Avatar signals the latest development of our moral thinking: as long as they seem anthropomorphic, behave rationally (in terms of human logic) and show human emotions, all species (including alien ones) deserve the same freedom and respect, humans do. Even though the creators went a long way to make N’avi noble and likeable, it’s still says something about our ability to empathize with an alien culture. Comparing Avatar’s N’avi with District 9’s “prawns”, shows (unsurprisingly) that it’s easier for us to empathize with aesthetically-beautiful culture whose motives we understand than with an alien society that has a complicated social hierarchy and unattractive looks.
Mind vs. Body
Through the movie the protagonist’s mind is shared by two bodies. It constantly shifts from controlling the body of human marine to that of a young N’avi warrior. We receive without hesitation the fact that it is the same person that inhabits these bodies. And that means that in our technological age, we believe that our personality is not defined nor limited by the human body, but rather resides solely in the mind, which can be copied and transferred . In a way, this is a return to the christian dichotomy of the body and the soul. But while christian thought dictates that the body is impure and sinful, our thinking regards it simply as a dumb shell that can be substituted, or even done without. The ideas of cyberpunk, virtual reality and mind uploading have apparently prepared us to accept this line of thought.
It wouldn’t be accurate to say that we totally disregard the body – face is the last remnant of our attachment of the personality to the body.
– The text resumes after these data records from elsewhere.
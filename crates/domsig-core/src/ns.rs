#![forbid(unsafe_code)]

//! XML namespace constants used across the library.

/// XML Digital Signature namespace
pub const DSIG: &str = "http://www.w3.org/2000/09/xmldsig#";

/// XML Digital Signature 1.1 namespace
pub const DSIG11: &str = "http://www.w3.org/2009/xmldsig11#";

/// Exclusive C14N namespace
pub const EXC_C14N: &str = "http://www.w3.org/2001/10/xml-exc-c14n#";

/// XPath Filter 2.0 namespace
pub const XPATH2: &str = "http://www.w3.org/2002/06/xmldsig-filter2";

/// XML namespace
pub const XML: &str = "http://www.w3.org/XML/1998/namespace";

/// XMLNS namespace
pub const XMLNS: &str = "http://www.w3.org/2000/xmlns/";

/// Default prefix used when marshalling signature elements.
pub const DEFAULT_DSIG_PREFIX: &str = "ds";

// ── Element names ────────────────────────────────────────────────────

pub mod node {
    pub const SIGNATURE: &str = "Signature";
    pub const SIGNED_INFO: &str = "SignedInfo";
    pub const CANONICALIZATION_METHOD: &str = "CanonicalizationMethod";
    pub const SIGNATURE_METHOD: &str = "SignatureMethod";
    pub const SIGNATURE_VALUE: &str = "SignatureValue";
    pub const DIGEST_METHOD: &str = "DigestMethod";
    pub const DIGEST_VALUE: &str = "DigestValue";
    pub const OBJECT: &str = "Object";
    pub const MANIFEST: &str = "Manifest";
    pub const SIGNATURE_PROPERTIES: &str = "SignatureProperties";
    pub const SIGNATURE_PROPERTY: &str = "SignatureProperty";
    pub const REFERENCE: &str = "Reference";
    pub const TRANSFORMS: &str = "Transforms";
    pub const TRANSFORM: &str = "Transform";
    pub const HMAC_OUTPUT_LENGTH: &str = "HMACOutputLength";

    // KeyInfo elements
    pub const KEY_INFO: &str = "KeyInfo";
    pub const KEY_NAME: &str = "KeyName";
    pub const KEY_VALUE: &str = "KeyValue";
    pub const RETRIEVAL_METHOD: &str = "RetrievalMethod";

    // RSA elements
    pub const RSA_KEY_VALUE: &str = "RSAKeyValue";
    pub const RSA_MODULUS: &str = "Modulus";
    pub const RSA_EXPONENT: &str = "Exponent";

    // DSA elements
    pub const DSA_KEY_VALUE: &str = "DSAKeyValue";
    pub const DSA_P: &str = "P";
    pub const DSA_Q: &str = "Q";
    pub const DSA_G: &str = "G";
    pub const DSA_Y: &str = "Y";

    // EC elements
    pub const EC_KEY_VALUE: &str = "ECKeyValue";
    pub const NAMED_CURVE: &str = "NamedCurve";
    pub const PUBLIC_KEY: &str = "PublicKey";

    // XPath / Exc C14N
    pub const XPATH: &str = "XPath";
    pub const INCLUSIVE_NAMESPACES: &str = "InclusiveNamespaces";
}

// ── Attribute names ──────────────────────────────────────────────────

pub mod attr {
    pub const ID: &str = "Id";
    pub const URI: &str = "URI";
    pub const TYPE: &str = "Type";
    pub const MIME_TYPE: &str = "MimeType";
    pub const ENCODING: &str = "Encoding";
    pub const ALGORITHM: &str = "Algorithm";
    pub const FILTER: &str = "Filter";
    pub const TARGET: &str = "Target";
    pub const PREFIX_LIST: &str = "PrefixList";
}

// ── XPath2 filter values ─────────────────────────────────────────────

pub const XPATH2_FILTER_INTERSECT: &str = "intersect";
pub const XPATH2_FILTER_SUBTRACT: &str = "subtract";
pub const XPATH2_FILTER_UNION: &str = "union";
That’s why the creators had to make N’avi face somewhat similar to it’s human counterpart.
Avatar’s ecological theme shows that ecological sensitivity lies in the heart of the Western consensus of today. Surely it doesn’t mean that we are all tree-huggers, far from it. But it does say something about our level of awareness of the issue. If in the 70’s Dune’s ecological message was breaking new ground , Avatar’s reflection on the subject lies in the mainstream.
Hollywood’s treatment of these subjects is obviously superficial, but never the less it is useful as a mirror for our state of moral thinking. And it indicates that despite a natural skepticism we all share, our technological progress is accompanied by a moral one.